Pull every line of the entries that has the word "fails".

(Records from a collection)
※
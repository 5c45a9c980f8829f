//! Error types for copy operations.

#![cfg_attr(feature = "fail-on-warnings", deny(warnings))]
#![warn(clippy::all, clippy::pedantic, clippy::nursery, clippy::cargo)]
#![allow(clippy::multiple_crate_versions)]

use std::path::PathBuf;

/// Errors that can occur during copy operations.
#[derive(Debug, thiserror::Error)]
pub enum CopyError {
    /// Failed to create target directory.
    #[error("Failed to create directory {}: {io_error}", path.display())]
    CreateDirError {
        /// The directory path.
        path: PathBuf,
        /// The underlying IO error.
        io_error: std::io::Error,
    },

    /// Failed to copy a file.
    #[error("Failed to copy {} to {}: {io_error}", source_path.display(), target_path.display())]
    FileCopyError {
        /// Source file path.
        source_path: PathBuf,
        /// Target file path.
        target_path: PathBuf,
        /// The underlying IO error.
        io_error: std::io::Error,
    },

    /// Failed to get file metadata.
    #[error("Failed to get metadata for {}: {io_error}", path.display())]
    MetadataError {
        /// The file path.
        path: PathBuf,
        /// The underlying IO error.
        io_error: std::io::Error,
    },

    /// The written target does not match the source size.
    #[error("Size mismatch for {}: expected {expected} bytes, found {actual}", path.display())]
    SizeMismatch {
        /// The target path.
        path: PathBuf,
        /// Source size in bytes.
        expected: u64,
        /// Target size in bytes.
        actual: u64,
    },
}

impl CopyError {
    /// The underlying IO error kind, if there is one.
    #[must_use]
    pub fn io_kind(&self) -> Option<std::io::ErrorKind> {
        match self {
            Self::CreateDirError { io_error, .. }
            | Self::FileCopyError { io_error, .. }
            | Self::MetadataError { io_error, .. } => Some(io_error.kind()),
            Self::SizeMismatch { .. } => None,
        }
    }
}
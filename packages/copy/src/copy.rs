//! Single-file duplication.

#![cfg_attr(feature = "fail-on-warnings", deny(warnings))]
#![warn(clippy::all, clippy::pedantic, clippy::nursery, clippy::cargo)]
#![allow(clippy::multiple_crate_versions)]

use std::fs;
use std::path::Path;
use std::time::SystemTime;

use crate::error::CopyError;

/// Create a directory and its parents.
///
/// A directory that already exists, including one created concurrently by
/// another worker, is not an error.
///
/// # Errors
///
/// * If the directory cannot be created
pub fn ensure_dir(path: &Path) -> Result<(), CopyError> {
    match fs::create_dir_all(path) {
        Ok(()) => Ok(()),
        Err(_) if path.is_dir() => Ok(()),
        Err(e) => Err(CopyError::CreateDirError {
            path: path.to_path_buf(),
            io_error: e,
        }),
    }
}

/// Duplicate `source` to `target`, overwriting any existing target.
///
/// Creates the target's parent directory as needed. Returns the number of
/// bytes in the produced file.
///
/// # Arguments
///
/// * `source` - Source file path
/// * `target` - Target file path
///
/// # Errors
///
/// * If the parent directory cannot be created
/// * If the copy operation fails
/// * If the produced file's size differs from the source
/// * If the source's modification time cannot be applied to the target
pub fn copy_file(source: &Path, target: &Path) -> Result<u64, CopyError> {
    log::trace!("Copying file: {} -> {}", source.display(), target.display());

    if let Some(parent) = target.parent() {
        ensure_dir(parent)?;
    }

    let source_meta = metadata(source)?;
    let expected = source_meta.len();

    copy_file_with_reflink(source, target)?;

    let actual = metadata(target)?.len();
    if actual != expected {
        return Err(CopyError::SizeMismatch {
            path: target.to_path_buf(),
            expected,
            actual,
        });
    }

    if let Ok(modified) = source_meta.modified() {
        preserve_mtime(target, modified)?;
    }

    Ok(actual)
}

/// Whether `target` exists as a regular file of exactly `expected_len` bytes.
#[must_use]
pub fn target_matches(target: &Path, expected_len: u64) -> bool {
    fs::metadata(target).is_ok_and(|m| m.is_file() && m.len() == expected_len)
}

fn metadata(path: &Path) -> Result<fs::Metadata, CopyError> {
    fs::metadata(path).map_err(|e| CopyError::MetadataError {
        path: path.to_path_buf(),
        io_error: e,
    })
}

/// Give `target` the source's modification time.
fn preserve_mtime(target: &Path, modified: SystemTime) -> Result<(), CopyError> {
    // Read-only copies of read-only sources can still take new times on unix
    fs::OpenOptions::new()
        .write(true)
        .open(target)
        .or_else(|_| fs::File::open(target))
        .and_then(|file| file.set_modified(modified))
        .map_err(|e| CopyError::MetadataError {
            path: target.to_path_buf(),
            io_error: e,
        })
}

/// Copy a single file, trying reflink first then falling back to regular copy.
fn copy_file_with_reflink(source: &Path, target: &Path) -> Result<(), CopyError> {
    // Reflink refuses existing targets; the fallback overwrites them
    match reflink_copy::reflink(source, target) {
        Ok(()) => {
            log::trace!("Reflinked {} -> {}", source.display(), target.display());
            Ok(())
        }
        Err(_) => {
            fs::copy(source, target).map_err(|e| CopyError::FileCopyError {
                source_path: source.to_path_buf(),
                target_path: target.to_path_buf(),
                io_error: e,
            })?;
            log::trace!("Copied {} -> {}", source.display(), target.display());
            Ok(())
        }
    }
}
※
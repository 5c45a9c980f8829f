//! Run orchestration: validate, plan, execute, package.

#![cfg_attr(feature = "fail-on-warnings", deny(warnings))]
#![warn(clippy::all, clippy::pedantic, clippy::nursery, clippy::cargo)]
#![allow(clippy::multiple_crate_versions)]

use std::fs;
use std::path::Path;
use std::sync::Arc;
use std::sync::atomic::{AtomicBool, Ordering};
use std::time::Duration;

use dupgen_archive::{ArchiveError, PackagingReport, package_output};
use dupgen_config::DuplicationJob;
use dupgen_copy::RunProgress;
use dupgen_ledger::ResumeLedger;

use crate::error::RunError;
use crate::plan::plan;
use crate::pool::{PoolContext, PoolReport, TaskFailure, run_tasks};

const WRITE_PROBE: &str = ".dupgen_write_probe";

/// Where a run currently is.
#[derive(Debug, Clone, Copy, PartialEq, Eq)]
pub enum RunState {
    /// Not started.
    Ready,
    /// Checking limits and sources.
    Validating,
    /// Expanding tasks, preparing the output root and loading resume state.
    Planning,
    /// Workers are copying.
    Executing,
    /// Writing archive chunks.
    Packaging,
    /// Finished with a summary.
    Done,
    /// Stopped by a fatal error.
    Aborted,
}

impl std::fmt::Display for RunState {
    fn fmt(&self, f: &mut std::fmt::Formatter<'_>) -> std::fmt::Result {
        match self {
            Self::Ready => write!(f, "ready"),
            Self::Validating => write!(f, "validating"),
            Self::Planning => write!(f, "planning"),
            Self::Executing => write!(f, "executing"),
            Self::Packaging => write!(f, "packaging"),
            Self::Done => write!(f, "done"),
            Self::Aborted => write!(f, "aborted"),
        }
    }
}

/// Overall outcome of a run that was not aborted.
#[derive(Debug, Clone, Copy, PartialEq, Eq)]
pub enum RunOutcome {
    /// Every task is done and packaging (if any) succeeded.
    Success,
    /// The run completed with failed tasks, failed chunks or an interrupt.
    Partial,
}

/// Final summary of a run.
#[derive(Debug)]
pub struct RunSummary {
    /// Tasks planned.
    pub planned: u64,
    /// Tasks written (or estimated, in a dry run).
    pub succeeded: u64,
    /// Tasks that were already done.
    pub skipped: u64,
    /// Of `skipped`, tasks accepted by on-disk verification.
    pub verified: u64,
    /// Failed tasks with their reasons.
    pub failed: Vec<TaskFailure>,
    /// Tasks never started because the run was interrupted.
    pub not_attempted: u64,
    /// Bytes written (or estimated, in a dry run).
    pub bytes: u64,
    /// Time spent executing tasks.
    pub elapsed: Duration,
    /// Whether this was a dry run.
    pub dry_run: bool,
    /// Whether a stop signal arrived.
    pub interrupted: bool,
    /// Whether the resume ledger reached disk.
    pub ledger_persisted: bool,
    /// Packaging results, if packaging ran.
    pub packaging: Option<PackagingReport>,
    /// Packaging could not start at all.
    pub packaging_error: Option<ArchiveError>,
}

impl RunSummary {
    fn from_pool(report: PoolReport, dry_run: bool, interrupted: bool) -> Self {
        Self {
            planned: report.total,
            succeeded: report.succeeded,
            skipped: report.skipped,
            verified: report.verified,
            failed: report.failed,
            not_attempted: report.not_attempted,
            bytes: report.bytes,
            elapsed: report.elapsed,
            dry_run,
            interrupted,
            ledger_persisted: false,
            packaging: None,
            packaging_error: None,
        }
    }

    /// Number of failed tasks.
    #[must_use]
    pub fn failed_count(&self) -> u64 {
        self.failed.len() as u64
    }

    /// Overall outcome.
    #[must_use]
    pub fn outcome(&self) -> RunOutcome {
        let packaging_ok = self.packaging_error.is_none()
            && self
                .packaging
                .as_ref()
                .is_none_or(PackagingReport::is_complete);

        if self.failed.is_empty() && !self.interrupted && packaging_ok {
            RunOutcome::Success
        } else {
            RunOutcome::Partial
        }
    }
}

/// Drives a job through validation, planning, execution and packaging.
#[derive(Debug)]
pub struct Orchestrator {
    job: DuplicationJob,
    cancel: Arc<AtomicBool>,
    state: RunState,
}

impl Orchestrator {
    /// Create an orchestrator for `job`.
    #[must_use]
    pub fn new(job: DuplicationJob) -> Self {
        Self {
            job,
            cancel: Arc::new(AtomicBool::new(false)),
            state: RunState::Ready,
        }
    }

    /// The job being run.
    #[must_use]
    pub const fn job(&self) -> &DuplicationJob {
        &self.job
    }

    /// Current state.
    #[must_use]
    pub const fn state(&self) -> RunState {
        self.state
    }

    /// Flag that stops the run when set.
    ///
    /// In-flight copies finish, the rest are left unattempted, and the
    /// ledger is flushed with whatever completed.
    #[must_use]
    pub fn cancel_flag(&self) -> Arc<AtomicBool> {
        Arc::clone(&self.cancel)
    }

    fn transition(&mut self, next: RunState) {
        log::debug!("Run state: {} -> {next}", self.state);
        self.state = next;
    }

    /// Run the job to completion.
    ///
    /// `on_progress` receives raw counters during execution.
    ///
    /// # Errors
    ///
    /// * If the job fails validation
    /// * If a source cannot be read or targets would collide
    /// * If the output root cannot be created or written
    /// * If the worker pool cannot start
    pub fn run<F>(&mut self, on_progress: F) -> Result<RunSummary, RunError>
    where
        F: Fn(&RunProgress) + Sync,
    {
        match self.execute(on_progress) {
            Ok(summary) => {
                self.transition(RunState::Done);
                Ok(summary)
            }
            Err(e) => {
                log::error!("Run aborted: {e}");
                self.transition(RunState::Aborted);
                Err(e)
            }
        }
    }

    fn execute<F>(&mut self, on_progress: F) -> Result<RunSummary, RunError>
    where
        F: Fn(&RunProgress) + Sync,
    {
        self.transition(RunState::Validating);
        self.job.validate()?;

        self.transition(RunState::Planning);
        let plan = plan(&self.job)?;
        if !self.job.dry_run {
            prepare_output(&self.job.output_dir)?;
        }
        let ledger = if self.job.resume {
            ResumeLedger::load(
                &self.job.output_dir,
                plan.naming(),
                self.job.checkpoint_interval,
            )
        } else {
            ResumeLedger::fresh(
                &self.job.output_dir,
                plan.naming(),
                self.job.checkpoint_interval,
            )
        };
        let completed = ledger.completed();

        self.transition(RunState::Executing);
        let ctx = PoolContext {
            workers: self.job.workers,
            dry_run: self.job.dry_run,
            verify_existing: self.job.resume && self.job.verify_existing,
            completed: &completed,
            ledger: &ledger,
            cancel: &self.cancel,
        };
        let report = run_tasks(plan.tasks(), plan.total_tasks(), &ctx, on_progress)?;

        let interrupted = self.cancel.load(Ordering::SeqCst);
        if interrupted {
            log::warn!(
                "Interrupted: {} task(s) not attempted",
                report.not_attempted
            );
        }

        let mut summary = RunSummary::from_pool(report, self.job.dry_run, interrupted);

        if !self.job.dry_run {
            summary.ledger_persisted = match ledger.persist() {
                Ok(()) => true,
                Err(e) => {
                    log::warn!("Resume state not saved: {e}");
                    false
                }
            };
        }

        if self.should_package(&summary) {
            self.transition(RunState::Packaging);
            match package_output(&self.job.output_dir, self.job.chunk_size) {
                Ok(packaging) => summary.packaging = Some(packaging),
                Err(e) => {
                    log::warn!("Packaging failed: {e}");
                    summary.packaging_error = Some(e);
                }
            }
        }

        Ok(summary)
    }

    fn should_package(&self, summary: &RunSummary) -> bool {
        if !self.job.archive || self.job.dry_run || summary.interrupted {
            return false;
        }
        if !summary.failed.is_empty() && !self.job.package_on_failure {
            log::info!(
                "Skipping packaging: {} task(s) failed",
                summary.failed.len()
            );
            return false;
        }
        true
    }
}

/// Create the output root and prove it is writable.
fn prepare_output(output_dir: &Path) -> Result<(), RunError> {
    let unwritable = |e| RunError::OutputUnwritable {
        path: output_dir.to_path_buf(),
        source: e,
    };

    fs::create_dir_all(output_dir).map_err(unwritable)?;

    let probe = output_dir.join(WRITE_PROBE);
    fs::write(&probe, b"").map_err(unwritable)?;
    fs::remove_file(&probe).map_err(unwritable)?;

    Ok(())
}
※
■ Output below ■
/// * If the copy operation fails
    /// * If the job fails validation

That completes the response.